First off, he revealed that there had been no significant changes in any of the parameters measured for the four people who didn’t give up alcohol.
But the changes were dramatic and consistent across all 10 abstainers (see charts).
Liver fat fell on average by 15 per cent, and by almost 20 per cent in some individuals. Jalan says this is highly significant, because fat accumulation on the liver is a known prelude to liver damage. It can cause inflammation, resulting in liver disease. “This transition is the harbinger first for temporary scarring called fibrosis and ultimately a non-reversible type of scarring that destroys liver structure, called cirrhosis,” says Jalan. Although our livers were all judged to be generally healthy, the fat reductions would almost certainly help to retard liver deterioration, he says.
Then came another surprise. The blood glucose levels of the abstainers dropped by 23 per cent on average, from 5.1 to 4.3 millimoles per litre. The normal range for blood glucose is between 3.9 and 5.6 mmol/l. “I was staggered,” says Kevin Moore, consultant in liver health services at UCLMS. “I don’t think anyone has ever observed that before.”
Glucose was measured using a fasting blood glucose test taken after participants had refrained from eating or drinking anything but water for 8 hours. This stimulates production of the hormone glucagon, which releases glucose from body stores into the blood. In a healthy person, a rise in glucose triggers the production of insulin, which tells certain cells to take up glucose from the blood to maintain a safe blood sugar level.

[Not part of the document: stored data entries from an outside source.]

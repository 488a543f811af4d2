use crate::host::{Strategy, StrategyFactory, StrategyFactoryError};
use crate::ma_crossover::MaCrossoverStrategy;

/// The built-in [`StrategyFactory`]: resolves `"MA_CROSSOVER"` (also the
/// default for `None`/empty) to [`MaCrossoverStrategy`]. Hosts wanting
/// additional strategy types implement their own `StrategyFactory` rather
/// than extending this one.
pub struct DefaultStrategyFactory;

impl StrategyFactory for DefaultStrategyFactory {
    fn create(&self, strategy_type: Option<&str>) -> Result<Box<dyn Strategy>, StrategyFactoryError> {
        let resolved = match strategy_type {
            None => "MA_CROSSOVER",
            Some(s) if s.is_empty() => "MA_CROSSOVER",
            Some(s) => s,
        };
        match resolved {
            "MA_CROSSOVER" => Ok(Box::new(MaCrossoverStrategy::new())),
            other => Err(StrategyFactoryError::UnknownStrategyType(other.to_string())),
        }
    }
}

#[cfg(test)]
mod tests {
    use super::*;

    #[test]
    fn none_defaults_to_ma_crossover() {
        let factory = DefaultStrategyFactory;
        let strategy = factory.create(None).unwrap();
        assert_eq!(strategy.name(), "MA_CROSSOVER");
    }

    #[test]
    fn empty_string_defaults_to_ma_crossover() {
        let factory = DefaultStrategyFactory;
        let strategy = factory.create(Some("")).unwrap();
        assert_eq!(strategy.name(), "MA_CROSSOVER");
    }

    #[test]
    fn unknown_type_is_rejected() {
        let factory = DefaultStrategyFactory;
        let err = factory.create(Some("NOT_REAL")).unwrap_err();
        assert!(matches!(err, StrategyFactoryError::UnknownStrategyType(_)));
    }
}
/// Errors surfaced by [`crate::DataReplay`] and its [`crate::BarRepository`]
/// dependency.
#[derive(Clone, Debug, PartialEq, Eq)]
pub enum ReplayError {
    /// `next()` was called with no bars remaining.
    Exhausted,
    /// The backing repository failed to materialize bars; the message is
    /// the repository's own description of what went wrong.
    Repository(String),
}

impl std::fmt::Display for ReplayError {
    fn fmt(&self, f: &mut std::fmt::Formatter<'_>) -> std::fmt::Result {
        match self {
            ReplayError::Exhausted => write!(f, "replay cursor is exhausted"),
            ReplayError::Repository(msg) => write!(f, "bar repository error: {msg}"),
        }
    }
}

impl std::error::Error for ReplayError {}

Type 2 diabetes results when cells no longer respond to insulin, leading to high blood sugar. A drop in circulating glucose in our tests could mean that our bodies had become more sensitive to insulin, removing more glucose from the blood – a sign of improved blood sugar control. We also lost weight, by 1.5 kilograms on average.
Total blood cholesterol, a risk factor for heart disease, dropped by almost 5 per cent, from 4.6 to 4.4 mmol/l. A healthy amount is considered anything below 5.2 mmol/l. “Basically, you’re getting improved glucose and cholesterol management,” says Moore.
The benefits weren’t just physical. Ratings of sleep quality on a scale from 1 to 5 rose by just over 10 per cent, improving from 3.9 to 4.3. Ratings of how well we could concentrate soared 18 per cent from 3.8 to 4.5. “It represents a significant effect on quality of life and work performance,” says Jalan, although he acknowledges that self-reported experiences are open to bias.
The only negative was that people reported less social contact.
Our experiment gives no indication of how long the improvements persist. “Whether it’s 15 days or six months, we don’t know,” says Jalan. However, it lays the ground for larger studies, he says.